Getting rid of gnats can be difficult and time-consuming because even though you can throw away the decaying fruit they are swarming on, the persistent insects continue to live in your home looking for other products to infest. They can also live inside the sewage drains, garbage cans, watered house plants and pet food bowls, making it all the more difficult to get rid of them.
Homemade gnat trap
Gnats seem to come out of nowhere one day your house is clear and the next you’re covered in a million little pests. They get in your eyes and nose and all over your food. The simplest way to get rid of those pesky critters is by making a homemade gnat trap. It may sound odd to immediately go with a DIY solution as opposed to a store bought repellent. However, making a gnat trap could actually takes less time and energy than driving all the way to the store, and make no mistake, time is of the essence here. A popular and effective home remedy to get rid of fruit flies as well as gnats is apple cider vinegar. They are attracted to its smell and quickly get trapped in it.
Diy gnat trap
Alcohol is equally harmful to insects as it is for human beings. Mix alcohol and water in 1:2 ratios. Fruit flies are strongly attracted by banana. You can make fruit trap by placing a banana peel inside a plastic container.

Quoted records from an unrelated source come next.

//! Ground-plane geometry helpers.
//!
//! All layout math happens on the ground plane. Points are `glam::DVec2`
//! where `.x` is the world X axis and `.y` carries the world Z axis; the
//! vertical axis only shows up when intersecting pointer rays.

use glam::{DVec2, DVec3};

/// Default snapping grid in meters.
pub const DEFAULT_GRID_SIZE: f64 = 0.5;

/// Builds a ground-plane point from world X/Z coordinates.
#[inline]
pub fn ground(x: f64, z: f64) -> DVec2 {
    DVec2::new(x, z)
}

/// Euclidean distance between two ground points.
#[inline]
pub fn distance(a: DVec2, b: DVec2) -> f64 {
    a.distance(b)
}

/// Midpoint of the segment `a`-`b`.
#[inline]
pub fn midpoint(a: DVec2, b: DVec2) -> DVec2 {
    a.lerp(b, 0.5)
}

/// Angle of the direction from `a` to `b`, measured from +X toward +Z.
#[inline]
pub fn angle_between(a: DVec2, b: DVec2) -> f64 {
    let d = b - a;
    d.y.atan2(d.x)
}

/// Rounds `value` to the nearest multiple of `grid_size`.
///
/// Halfway values round toward positive infinity.
pub fn snap_to_grid(value: f64, grid_size: f64) -> f64 {
    if grid_size <= 0.0 || !grid_size.is_finite() {
        return value;
    }
    (value / grid_size + 0.5).floor() * grid_size
}

/// Snaps both coordinates of a ground point.
pub fn snap_point(point: DVec2, grid_size: f64) -> DVec2 {
    DVec2::new(
        snap_to_grid(point.x, grid_size),
        snap_to_grid(point.y, grid_size),
    )
}

/// Clamps a 1-D offset measured from the centre of a span of `width` so it
/// stays at least `margin` away from both ends.
///
/// A span narrower than `2 * margin` has no valid offset; the centre is used.
pub fn clamp_to_span(offset: f64, width: f64, margin: f64) -> f64 {
    let limit = width / 2.0 - margin;
    if limit <= 0.0 {
        return 0.0;
    }
    offset.clamp(-limit, limit)
}

/// Projects `point` onto the axis of the segment `start`-`end` and returns
/// the signed distance from the segment midpoint along that axis.
pub fn offset_along(start: DVec2, end: DVec2, point: DVec2) -> f64 {
    let axis = (end - start).normalize_or_zero();
    (point - midpoint(start, end)).dot(axis)
}

/// One of the four boundary edges of the footprint (internal axes).
#[derive(Debug, Clone, Copy, PartialEq, Eq, Hash)]
pub enum Edge {
    /// x = -half_width
    Left,
    /// x = +half_width
    Right,
    /// z = +half_depth
    Front,
    /// z = -half_depth
    Back,
}

/// Axis-aligned rectangular footprint centred on the origin.
#[derive(Debug, Clone, Copy, PartialEq)]
pub struct Footprint {
    pub half_width: f64,
    pub half_depth: f64,
}

impl Footprint {
    /// Creates a footprint from full width (X) and depth (Z).
    pub fn new(width: f64, depth: f64) -> Self {
        Self {
            half_width: width / 2.0,
            half_depth: depth / 2.0,
        }
    }

    /// Returns true when the point lies inside or on the boundary.
    pub fn contains(&self, point: DVec2) -> bool {
        point.x.abs() <= self.half_width && point.y.abs() <= self.half_depth
    }

    /// Classifies the point by its nearest boundary edge.
    ///
    /// Ties resolve in the order left, right, front, back.
    pub fn nearest_edge(&self, point: DVec2) -> Edge {
        let candidates = [
            (Edge::Left, (point.x + self.half_width).abs()),
            (Edge::Right, (point.x - self.half_width).abs()),
            (Edge::Front, (point.y - self.half_depth).abs()),
            (Edge::Back, (point.y + self.half_depth).abs()),
        ];
        candidates
            .into_iter()
            .min_by(|a, b| a.1.total_cmp(&b.1))
            .map(|(edge, _)| edge)
            .unwrap_or(Edge::Left)
    }

    /// Pins the point onto its nearest edge.
    ///
    /// The coordinate perpendicular to the edge takes the edge's value; the
    /// coordinate along the edge is clamped to the edge's span.
    pub fn constrain_to_perimeter(&self, point: DVec2) -> DVec2 {
        let along_x = point.x.clamp(-self.half_width, self.half_width);
        let along_z = point.y.clamp(-self.half_depth, self.half_depth);
        match self.nearest_edge(point) {
            Edge::Left => DVec2::new(-self.half_width, along_z),
            Edge::Right => DVec2::new(self.half_width, along_z),
            Edge::Front => DVec2::new(along_x, self.half_depth),
            Edge::Back => DVec2::new(along_x, -self.half_depth),
        }
    }
}

/// A pointer ray in world space as produced by the rendering layer.
#[derive(Debug, Clone, Copy, PartialEq)]
pub struct Ray {
    pub origin: DVec3,
    pub direction: DVec3,
}

impl Ray {
    pub fn new(origin: DVec3, direction: DVec3) -> Self {
        Self { origin, direction }
    }

    /// Intersects the ray with the plane through `point` with `normal`.
    ///
    /// Returns `None` when the ray is parallel to the plane or the plane lies
    /// behind the ray origin.
    pub fn intersect_plane(&self, point: DVec3, normal: DVec3) -> Option<DVec3> {
        let denom = normal.dot(self.direction);
        if denom.abs() < f64::EPSILON {
            return None;
        }
        let t = normal.dot(point - self.origin) / denom;
        if t < 0.0 {
            return None;
        }
        Some(self.origin + self.direction * t)
    }

    /// Intersects the ray with the ground plane (y = 0).
    pub fn intersect_ground(&self) -> Option<DVec2> {
        self.intersect_plane(DVec3::ZERO, DVec3::Y)
            .map(|hit| DVec2::new(hit.x, hit.z))
    }
}
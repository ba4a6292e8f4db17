//! Drag and click handling for placed posts, panels and features.
//!
//! A drag starts on pointer-down, follows the pointer ray without touching
//! the store and commits once on pointer-up. Clicks that arrive right after
//! a drag that moved the element are swallowed so releasing it never deletes
//! the element. A press that never moved is an ordinary click.

use std::time::{Duration, Instant};

use carportkit_core::LayoutError;
use glam::{DVec2, DVec3};
use tracing::{debug, warn};

use crate::geometry::{self, Ray};
use crate::model::{Configuration, FeatureId, PanelRef, PostId};
use crate::placement::PlacementSettings;
use crate::store::ConfigStore;
use crate::walls::{panel_span, WallSpan};

/// How long after a drag ends a click is ignored.
pub const CLICK_SUPPRESSION: Duration = Duration::from_millis(100);

/// Longest pointer-down to click interval that still counts as a click.
pub const DOUBLE_CLICK_WINDOW: Duration = Duration::from_millis(200);

#[derive(Debug, Clone, Copy, PartialEq)]
pub struct DragSettings {
    pub placement: PlacementSettings,
    pub click_suppression: Duration,
    pub double_click_window: Duration,
}

impl Default for DragSettings {
    fn default() -> Self {
        Self {
            placement: PlacementSettings::default(),
            click_suppression: CLICK_SUPPRESSION,
            double_click_window: DOUBLE_CLICK_WINDOW,
        }
    }
}

/// The element under the pointer.
#[derive(Debug, Clone, PartialEq, Eq)]
pub enum DragTarget {
    Post(PostId),
    Feature { panel: PanelRef, feature: FeatureId },
}

/// Live position of the element being dragged.
#[derive(Debug, Clone, Copy, PartialEq)]
pub enum DragPosition {
    /// Ground-plane position on the perimeter, not yet snapped.
    Post(DVec2),
    /// Offset along the panel's width axis.
    Feature(f64),
}

/// Element that received a click.
#[derive(Debug, Clone, PartialEq, Eq)]
pub enum ClickTarget {
    Post(PostId),
    Panel(PanelRef),
    Feature { panel: PanelRef, feature: FeatureId },
}

#[derive(Debug, Clone, PartialEq, Eq)]
pub enum ClickOutcome {
    /// The click followed a drag and was ignored.
    Suppressed,
    /// Not a qualifying double click.
    Ignored,
    Removed(ClickTarget),
}

#[derive(Debug, Clone)]
struct ActiveDrag {
    target: DragTarget,
    position: Option<DragPosition>,
}

#[derive(Debug, Clone, Default)]
pub struct DragController {
    settings: DragSettings,
    active: Option<ActiveDrag>,
    last_pointer_down: Option<Instant>,
    last_drag_end: Option<Instant>,
}

impl DragController {
    pub fn new(settings: DragSettings) -> Self {
        Self {
            settings,
            ..Self::default()
        }
    }

    pub fn is_dragging(&self) -> bool {
        self.active.is_some()
    }

    pub fn target(&self) -> Option<&DragTarget> {
        self.active.as_ref().map(|drag| &drag.target)
    }

    /// Live, uncommitted position of the dragged element.
    pub fn position(&self) -> Option<DragPosition> {
        self.active.as_ref().and_then(|drag| drag.position)
    }

    /// Captures the pointer for `target`.
    pub fn pointer_down(&mut self, target: DragTarget, now: Instant) {
        debug!("Drag started on {:?}", target);
        self.last_pointer_down = Some(now);
        self.active = Some(ActiveDrag {
            target,
            position: None,
        });
    }

    /// Tracks the pointer ray. Nothing is written to the store.
    pub fn pointer_move(&mut self, config: &Configuration, ray: &Ray) -> Option<DragPosition> {
        let margin = self.settings.placement.feature_margin;
        let drag = self.active.as_mut()?;
        let position = match &drag.target {
            DragTarget::Post(_) => {
                let hit = ray.intersect_ground()?;
                DragPosition::Post(config.footprint().constrain_to_perimeter(hit))
            }
            DragTarget::Feature { panel, .. } => {
                let span = panel_span(config, panel)?;
                let offset = wall_offset(&span, ray)?;
                DragPosition::Feature(geometry::clamp_to_span(offset, span.width, margin))
            }
        };
        drag.position = Some(position);
        Some(position)
    }

    /// Releases the pointer and commits the final position.
    ///
    /// Posts are snapped to the grid before committing. A drag that never
    /// moved commits nothing.
    pub fn pointer_up(
        &mut self,
        store: &mut ConfigStore,
        now: Instant,
    ) -> Result<Option<DragPosition>, LayoutError> {
        let Some(drag) = self.active.take() else {
            return Ok(None);
        };
        let Some(position) = drag.position else {
            return Ok(None);
        };
        self.last_drag_end = Some(now);

        let committed = match (&drag.target, position) {
            (DragTarget::Post(id), DragPosition::Post(point)) => {
                let snapped = geometry::snap_point(point, self.settings.placement.grid_size);
                if !store.update_post_position(id, snapped.x, snapped.y) {
                    warn!("Dragged post {} no longer exists", id);
                    return Ok(None);
                }
                DragPosition::Post(snapped)
            }
            (DragTarget::Feature { panel, feature }, DragPosition::Feature(offset)) => {
                store.update_panel_feature_position(panel, feature, offset)?;
                DragPosition::Feature(offset)
            }
            _ => return Ok(None),
        };
        debug!("Drag committed {:?}", committed);
        Ok(Some(committed))
    }

    /// Ends a drag without committing, e.g. when the pointer leaves the
    /// element.
    pub fn cancel(&mut self, now: Instant) {
        if self.active.take().is_some_and(|drag| drag.position.is_some()) {
            self.last_drag_end = Some(now);
        }
    }

    /// True while a drag is in progress or clicks are being swallowed after a
    /// drag that moved.
    pub fn is_click_suppressed(&self, now: Instant) -> bool {
        self.active.is_some()
            || self
                .last_drag_end
                .is_some_and(|end| now.saturating_duration_since(end) < self.settings.click_suppression)
    }

    /// Handles a click with the platform click count. A double click that
    /// arrives soon enough after pointer-down removes the element.
    pub fn click(
        &mut self,
        store: &mut ConfigStore,
        target: ClickTarget,
        click_count: u32,
        now: Instant,
    ) -> Result<ClickOutcome, LayoutError> {
        if self.is_click_suppressed(now) {
            return Ok(ClickOutcome::Suppressed);
        }
        if click_count != 2 {
            return Ok(ClickOutcome::Ignored);
        }
        let quick = self.last_pointer_down.map_or(true, |down| {
            now.saturating_duration_since(down) < self.settings.double_click_window
        });
        if !quick {
            return Ok(ClickOutcome::Ignored);
        }

        let removed = match &target {
            ClickTarget::Post(id) => store.remove_custom_post(id).is_some(),
            ClickTarget::Panel(PanelRef::Custom(id)) => store.remove_custom_panel(id),
            ClickTarget::Panel(PanelRef::Standard(_)) => false,
            ClickTarget::Feature { panel, feature } => {
                store.remove_panel_feature(panel, feature)?;
                true
            }
        };
        if !removed {
            return Ok(ClickOutcome::Ignored);
        }
        debug!("Removed {:?} on double click", target);
        Ok(ClickOutcome::Removed(target))
    }
}

/// Offset along a wall where the ray meets the wall's vertical plane,
/// falling back to the ground plane for rays parallel to the wall.
fn wall_offset(span: &WallSpan, ray: &Ray) -> Option<f64> {
    let axis = span.axis();
    let normal = DVec3::new(-axis.y, 0.0, axis.x);
    let center = DVec3::new(span.center.x, 0.0, span.center.y);
    let hit = ray
        .intersect_plane(center, normal)
        .map(|p| DVec2::new(p.x, p.z))
        .or_else(|| ray.intersect_ground())?;
    Some((hit - span.center).dot(axis))
}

- Place some fruit or other food items in a bowl.
- Secure a plastic wrap over the top and secure, if necessary, with a rubber band.
- Poke small holes in the top of the plastic wrap (with a toothpick, the sharp end of a knife, or something like that).
- The flies are attracted to the fermenting fruit. They climb through the holes but can’t get out. When you see a few fruit flies in the bowl, just take the bowl outside, take the lid off and let the fruit flies go.
Apple cider vinegar gnat trap
Apple cider vinegar works as an attractant because of its strong sweet odor while the dish detergent decreases the vinegar’s surface tension so that when a fly touches the surface it immediately sinks and drowns. It’s particularly satisfying to see the collection of flies you have dealt with at the bottom of the glass. This has to be one of the best housekeeping tricks I have ever picked up.
Fungus gnat trap
Fungus gnats are generally small, often tiny, flies with long legs and long thin wings. You can get rid of fungus gnats without having to trash all of your plants. If the infestation is new, let the soil of infected plants dry out completely, which kills the larvae. If the infestation is beginning to grow, however, you’ll need to take more serious action. You could catch the adult fungus gnats using sticky paper, but that will not eliminate the larvae waiting to hatch. I’ve found a common, safe two-step home remedy (sidebar, right) that cures the entire problem. You’ll need sand; several small saucers; and a nice, fruity drink for the bugs, not you.
Vinegar gnat trap
Gnats are attracted to fruit going bad, garbage bins that need to be emptied or other such refuse. Take your bottle of vinegar and fill one or more small containers. (Try some plastic pop bottles) Cap the containers securely and poke some small holes so they can get in but will have problems exiting. A jar with a paper funnel set in the top will also work well as the critters will follow the glass up instead of locating the opening suspended in the middle of the jar. If you have multiple problem areas repeat the process until each spot has its own trap. Once all the pests are captured simply throw them out with the trash or pour them down the sink and follow up with some bleach to make sure they don’t come back.